- Work to complete:
Beginning with the very first line, please reproduce the entries exactly through the line containing "by the input.".

- Extracted entries:
----------------------------------------

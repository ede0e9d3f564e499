use thiserror::Error;

#[derive(Debug, Error)]
pub enum CentralityError {
    /// Scale name outside the three rated dimensions.
    #[error("unknown scale name '{0}'")]
    UnknownScale(String),

    /// Frequency category that is not an integer in 1..=7.
    #[error("invalid frequency category '{0}' (expected 1-7)")]
    InvalidCategory(String),

    /// Frequency rating recorded without a category.
    #[error("frequency rating for task {task_id} is missing a category")]
    MissingCategory { task_id: String },

    /// Category supplied for a scale that has none.
    #[error("scale '{scale}' does not take a category, got '{category}'")]
    UnexpectedCategory { scale: String, category: String },

    /// A column of the wide schema was never populated by the input.
    #[error("missing expected column: {0}")]
    MissingColumn(String),

    /// Weight that is not a positive finite number.
    #[error("invalid {name} weight {value}: must be a positive finite number")]
    InvalidWeight { name: &'static str, value: f64 },
}

pub type Result<T> = std::result::Result<T, CentralityError>;
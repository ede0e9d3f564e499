//! Long-format rating table reader.
//!
//! The source table has one row per occupation/task/scale/category. Extra
//! columns (scale ids, sample sizes, standard errors) are ignored; the seven
//! columns in [`SourceColumn`] are required.

use std::fs::File;
use std::io::Read;
use std::path::Path;

use csv::{ReaderBuilder, StringRecord};
use tracing::debug;

use centrality_common::parse_f64;
use centrality_model::{RatingRecord, Scale, TaskId, TaskKey, is_null_token};

use crate::error::{IngestError, Result};

/// Required columns of the long-format table, in [`SourceColumn::ALL`] order.
#[derive(Debug, Clone, Copy, PartialEq, Eq)]
pub enum SourceColumn {
    OccupationCode,
    OccupationTitle,
    TaskId,
    Task,
    ScaleName,
    Category,
    DataValue,
}

impl SourceColumn {
    pub const ALL: [SourceColumn; 7] = [
        SourceColumn::OccupationCode,
        SourceColumn::OccupationTitle,
        SourceColumn::TaskId,
        SourceColumn::Task,
        SourceColumn::ScaleName,
        SourceColumn::Category,
        SourceColumn::DataValue,
    ];

    pub fn header(self) -> &'static str {
        match self {
            Self::OccupationCode => "O*NET-SOC Code",
            Self::OccupationTitle => "Title",
            Self::TaskId => "Task ID",
            Self::Task => "Task",
            Self::ScaleName => "Scale Name",
            Self::Category => "Category",
            Self::DataValue => "Data Value",
        }
    }
}

/// Options for reading the ratings table.
#[derive(Debug, Clone, Default)]
pub struct IngestOptions {
    /// Field delimiter. Inferred from the file extension when unset.
    pub delimiter: Option<u8>,
}

impl IngestOptions {
    pub fn with_delimiter(mut self, delimiter: u8) -> Self {
        self.delimiter = Some(delimiter);
        self
    }
}

/// Tab for `.txt`/`.tsv` exports, comma otherwise.
pub fn delimiter_for_path(path: &Path) -> u8 {
    let extension = path
        .extension()
        .and_then(|ext| ext.to_str())
        .map(str::to_ascii_lowercase);
    match extension.as_deref() {
        Some("txt" | "tsv" | "tab") => b'\t',
        _ => b',',
    }
}

/// Read every rating record from a delimited file.
pub fn read_rating_records(path: &Path, options: &IngestOptions) -> Result<Vec<RatingRecord>> {
    let file = File::open(path).map_err(|source| IngestError::FileRead {
        path: path.to_path_buf(),
        source,
    })?;
    let delimiter = options
        .delimiter
        .unwrap_or_else(|| delimiter_for_path(path));
    read_rating_records_from_reader(file, delimiter, &path.display().to_string())
}

/// Read rating records from any reader. `source_name` only labels errors.
pub fn read_rating_records_from_reader<R: Read>(
    reader: R,
    delimiter: u8,
    source_name: &str,
) -> Result<Vec<RatingRecord>> {
    let csv_error = |source: csv::Error| IngestError::Csv {
        source_name: source_name.to_string(),
        source,
    };
    let mut reader = ReaderBuilder::new()
        .delimiter(delimiter)
        .has_headers(true)
        .flexible(true)
        .from_reader(reader);
    let headers: Vec<String> = reader
        .headers()
        .map_err(csv_error)?
        .iter()
        .map(normalize_header)
        .collect();
    let layout = ColumnLayout::resolve(&headers, source_name)?;

    let mut records = Vec::new();
    let mut skipped = 0usize;
    let mut missing_values = 0usize;
    for row in reader.records() {
        let row = row.map_err(csv_error)?;
        if row.iter().all(|value| value.trim().is_empty()) {
            skipped += 1;
            continue;
        }
        match layout.parse_row(&row)? {
            Some(record) => records.push(record),
            None => missing_values += 1,
        }
    }
    debug!(
        source = source_name,
        records = records.len(),
        blank_rows = skipped,
        missing_values,
        "ratings read"
    );
    Ok(records)
}

fn normalize_header(raw: &str) -> String {
    raw.trim()
        .trim_matches('\u{feff}')
        .split_whitespace()
        .collect::<Vec<_>>()
        .join(" ")
}

fn normalize_cell(raw: &str) -> &str {
    raw.trim().trim_matches('\u{feff}')
}

/// Positions of the required columns in the header row.
struct ColumnLayout {
    indices: [usize; SourceColumn::ALL.len()],
}

impl ColumnLayout {
    fn resolve(headers: &[String], source_name: &str) -> Result<Self> {
        let mut indices = [0usize; SourceColumn::ALL.len()];
        for column in SourceColumn::ALL {
            indices[column as usize] = headers
                .iter()
                .position(|header| header.eq_ignore_ascii_case(column.header()))
                .ok_or_else(|| IngestError::MissingColumn {
                    column: column.header(),
                    source_name: source_name.to_string(),
                })?;
        }
        Ok(Self { indices })
    }

    fn cell<'r>(&self, row: &'r StringRecord, column: SourceColumn) -> &'r str {
        row.get(self.indices[column as usize])
            .map(normalize_cell)
            .unwrap_or("")
    }

    fn required<'r>(
        &self,
        row: &'r StringRecord,
        column: SourceColumn,
        line: u64,
    ) -> Result<&'r str> {
        let value = self.cell(row, column);
        if value.is_empty() {
            return Err(IngestError::InvalidValue {
                column: column.header(),
                value: String::new(),
                line,
            });
        }
        Ok(value)
    }

    /// `None` when the data value is a null token; the cell then stays
    /// missing in the wide table.
    fn parse_row(&self, row: &StringRecord) -> Result<Option<RatingRecord>> {
        let line = row.position().map_or(0, csv::Position::line);
        let task_id = self.required(row, SourceColumn::TaskId, line)?;
        let key = TaskKey::new(
            self.required(row, SourceColumn::OccupationCode, line)?,
            self.required(row, SourceColumn::OccupationTitle, line)?,
            TaskId::new(task_id),
            self.required(row, SourceColumn::Task, line)?,
        );
        let scale = Scale::from_source_name(self.required(row, SourceColumn::ScaleName, line)?)
            .map_err(|source| IngestError::InvalidRating { line, source })?;
        let category = scale
            .parse_category(self.cell(row, SourceColumn::Category), task_id)
            .map_err(|source| IngestError::InvalidRating { line, source })?;
        let raw_value = self.cell(row, SourceColumn::DataValue);
        if is_null_token(raw_value) {
            return Ok(None);
        }
        let data_value = parse_f64(raw_value).ok_or_else(|| IngestError::InvalidValue {
            column: SourceColumn::DataValue.header(),
            value: raw_value.to_string(),
            line,
        })?;
        Ok(Some(RatingRecord::new(key, scale, category, data_value)))
    }
}

#[cfg(test)]
mod tests {
    use super::*;

    #[test]
    fn delimiter_follows_extension() {
        assert_eq!(delimiter_for_path(Path::new("Task Ratings.txt")), b'\t');
        assert_eq!(delimiter_for_path(Path::new("ratings.TSV")), b'\t');
        assert_eq!(delimiter_for_path(Path::new("ratings.csv")), b',');
        assert_eq!(delimiter_for_path(Path::new("ratings")), b',');
    }

    #[test]
    fn headers_collapse_whitespace() {
        assert_eq!(normalize_header("\u{feff}O*NET-SOC  Code "), "O*NET-SOC Code");
        assert_eq!(normalize_header(" Data\tValue"), "Data Value");
    }
}
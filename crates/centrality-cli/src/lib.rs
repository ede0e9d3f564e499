//! Library side of the `centrality` binary: logging, weight configuration,
//! and the staged pipeline.

pub mod config;
pub mod logging;
pub mod pipeline;
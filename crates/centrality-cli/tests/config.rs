//! Tests for weight configuration.

use std::fs;

use centrality_cli::config::{WeightOverrides, load_weights, resolve_weights};
use centrality_model::Weights;

#[test]
fn test_weights_file_fills_missing_fields_with_defaults() {
    let dir = tempfile::tempdir().unwrap();
    let path = dir.path().join("weights.json");
    fs::write(&path, r#"{ "importance": 2.0, "relevance": 0.5 }"#).unwrap();

    let weights = load_weights(&path).unwrap();

    insta::assert_json_snapshot!(weights, @r#"
    {
      "importance": 2.0,
      "frequency": 1.0,
      "relevance": 0.5
    }
    "#);
}

#[test]
fn test_overrides_take_precedence_over_file() {
    let dir = tempfile::tempdir().unwrap();
    let path = dir.path().join("weights.json");
    fs::write(&path, r#"{ "importance": 2.0, "frequency": 3.0 }"#).unwrap();
    let overrides = WeightOverrides {
        importance: Some(5.0),
        ..WeightOverrides::default()
    };

    let weights = resolve_weights(Some(&path), overrides).unwrap();

    assert_eq!(weights, Weights::new(5.0, 3.0, 1.0));
}

#[test]
fn test_defaults_without_file() {
    let weights = resolve_weights(None, WeightOverrides::default()).unwrap();
    assert_eq!(weights, Weights::default());
}

#[test]
fn test_unknown_field_is_rejected() {
    let dir = tempfile::tempdir().unwrap();
    let path = dir.path().join("weights.json");
    fs::write(&path, r#"{ "importance": 2.0, "salary": 1.0 }"#).unwrap();

    assert!(load_weights(&path).is_err());
}

#[test]
fn test_non_positive_override_is_rejected() {
    let overrides = WeightOverrides {
        relevance: Some(0.0),
        ..WeightOverrides::default()
    };

    let error = resolve_weights(None, overrides).unwrap_err();

    assert!(format!("{error:#}").contains("relevance"));
}
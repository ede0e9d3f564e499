use std::path::PathBuf;

use centrality_model::Weights;
use centrality_transform::MetricSummary;

#[derive(Debug)]
pub struct ScoreResult {
    pub input: PathBuf,
    pub output_dir: PathBuf,
    pub dry_run: bool,
    pub weights: Weights,
    pub stages: Vec<StageSummary>,
    pub degenerate_columns: Vec<String>,
    pub normalized_means: Vec<MetricSummary>,
    pub proportion_means: Vec<MetricSummary>,
}

#[derive(Debug)]
pub struct StageSummary {
    pub stage: &'static str,
    pub rows: usize,
    pub detail: String,
    pub output: Option<PathBuf>,
}
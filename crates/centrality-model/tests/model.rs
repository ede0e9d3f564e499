use centrality_model::{CentralityError, PROPORTION_COLUMNS, TaskProportions, Weights};

#[test]
fn default_weights_are_uniform() {
    let weights = Weights::default();
    assert_eq!(weights, Weights::new(1.0, 1.0, 1.0));
    assert!(weights.validate().is_ok());
}

#[test]
fn weights_reject_non_positive_values() {
    let zero = Weights::default().with_frequency(0.0);
    assert!(matches!(
        zero.validate(),
        Err(CentralityError::InvalidWeight { name: "frequency", .. })
    ));

    let negative = Weights::default().with_importance(-2.0);
    assert!(matches!(
        negative.validate(),
        Err(CentralityError::InvalidWeight { name: "importance", .. })
    ));

    let nan = Weights::default().with_relevance(f64::NAN);
    assert!(nan.validate().is_err());
}

#[test]
fn weights_deserialize_with_defaults() {
    let weights: Weights = serde_json::from_str(r#"{"importance": 2.5}"#).expect("parse weights");
    assert_eq!(weights, Weights::new(2.5, 1.0, 1.0));

    let unknown = serde_json::from_str::<Weights>(r#"{"level": 2.0}"#);
    assert!(unknown.is_err());
}

#[test]
fn proportion_values_follow_column_order() {
    let proportions = TaskProportions {
        total_importance: Some(1.0),
        weighted_sum_proportion: Some(0.5),
        ..TaskProportions::default()
    };
    let values = proportions.values();
    assert_eq!(values.len(), PROPORTION_COLUMNS.len());
    assert_eq!(values[0], Some(1.0));
    assert_eq!(values[9], Some(0.5));
    assert!(values[1..9].iter().all(Option::is_none));
}
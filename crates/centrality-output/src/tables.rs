//! Wide task tables.

use std::path::Path;

use anyhow::{Context, Result};
use tracing::debug;

use centrality_common::format_optional;
use centrality_model::{AVERAGE_FREQUENCY_COLUMN, KEY_COLUMNS, PROPORTION_COLUMNS, TaskRow, WideColumn};

use crate::common::csv_writer;

/// Which snapshot of the wide table is being written.
#[derive(Debug, Clone, Copy, PartialEq, Eq)]
pub enum TableStage {
    /// Straight out of the reshaper: raw shares and ratings.
    Reshaped,
    /// After normalization, with `Average Frequency`.
    Normalized,
}

impl TableStage {
    pub fn file_name(self) -> &'static str {
        match self {
            TableStage::Reshaped => "pivoted_df.csv",
            TableStage::Normalized => "normalised_df.csv",
        }
    }

    fn has_average_frequency(self) -> bool {
        matches!(self, TableStage::Normalized)
    }
}

/// Header of a wide table at `stage`.
pub fn task_headers(stage: TableStage) -> Vec<String> {
    let mut headers: Vec<String> = KEY_COLUMNS.iter().map(|name| (*name).to_string()).collect();
    headers.extend(WideColumn::all().into_iter().map(WideColumn::name));
    if stage.has_average_frequency() {
        headers.push(AVERAGE_FREQUENCY_COLUMN.to_string());
    }
    headers
}

/// Normalized columns followed by the ten proportion columns.
pub fn proportion_headers() -> Vec<String> {
    let mut headers = task_headers(TableStage::Normalized);
    headers.extend(PROPORTION_COLUMNS.iter().map(|name| (*name).to_string()));
    headers
}

/// Cells of one task row, aligned with [`task_headers`].
pub fn task_record(row: &TaskRow, stage: TableStage) -> Vec<String> {
    let key = &row.key;
    let mut record = vec![
        key.occupation_code.clone(),
        key.occupation_title.clone(),
        key.task_id.to_string(),
        key.task.clone(),
    ];
    record.extend(row.rating_values().into_iter().map(format_optional));
    if stage.has_average_frequency() {
        record.push(format_optional(row.average_frequency));
    }
    record
}

/// Write the whole wide table to `path`, replacing any existing file.
pub fn write_task_table(path: &Path, rows: &[TaskRow], stage: TableStage) -> Result<()> {
    let mut writer = csv_writer(path)?;
    writer
        .write_record(task_headers(stage))
        .with_context(|| format!("write header to {}", path.display()))?;
    for row in rows {
        writer
            .write_record(task_record(row, stage))
            .with_context(|| format!("write row to {}", path.display()))?;
    }
    writer
        .flush()
        .with_context(|| format!("flush {}", path.display()))?;
    debug!(path = %path.display(), rows = rows.len(), ?stage, "wrote task table");
    Ok(())
}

----------------------------------------

- Response to this exercise:
repository ede0e9d3f564e499
use thiserror::Error;

#[derive(Debug, Error)]
pub enum CentralityError {
    /// Scale name outside the three rated dimensions.
    #[error("unknown scale name '{0}'")]
    UnknownScale(String),

    /// Frequency category that is not an integer in 1..=7.
    #[error("invalid frequency category '{0}' (expected 1-7)")]
    InvalidCategory(String),

    /// Frequency rating recorded without a category.
    #[error("frequency rating for task {task_id} is missing a category")]
    MissingCategory { task_id: String },

    /// Category supplied for a scale that has none.
    #[error("scale '{scale}' does not take a category, got '{category}'")]
    UnexpectedCategory { scale: String, category: String },

    /// A column of the wide schema was never populated by the input.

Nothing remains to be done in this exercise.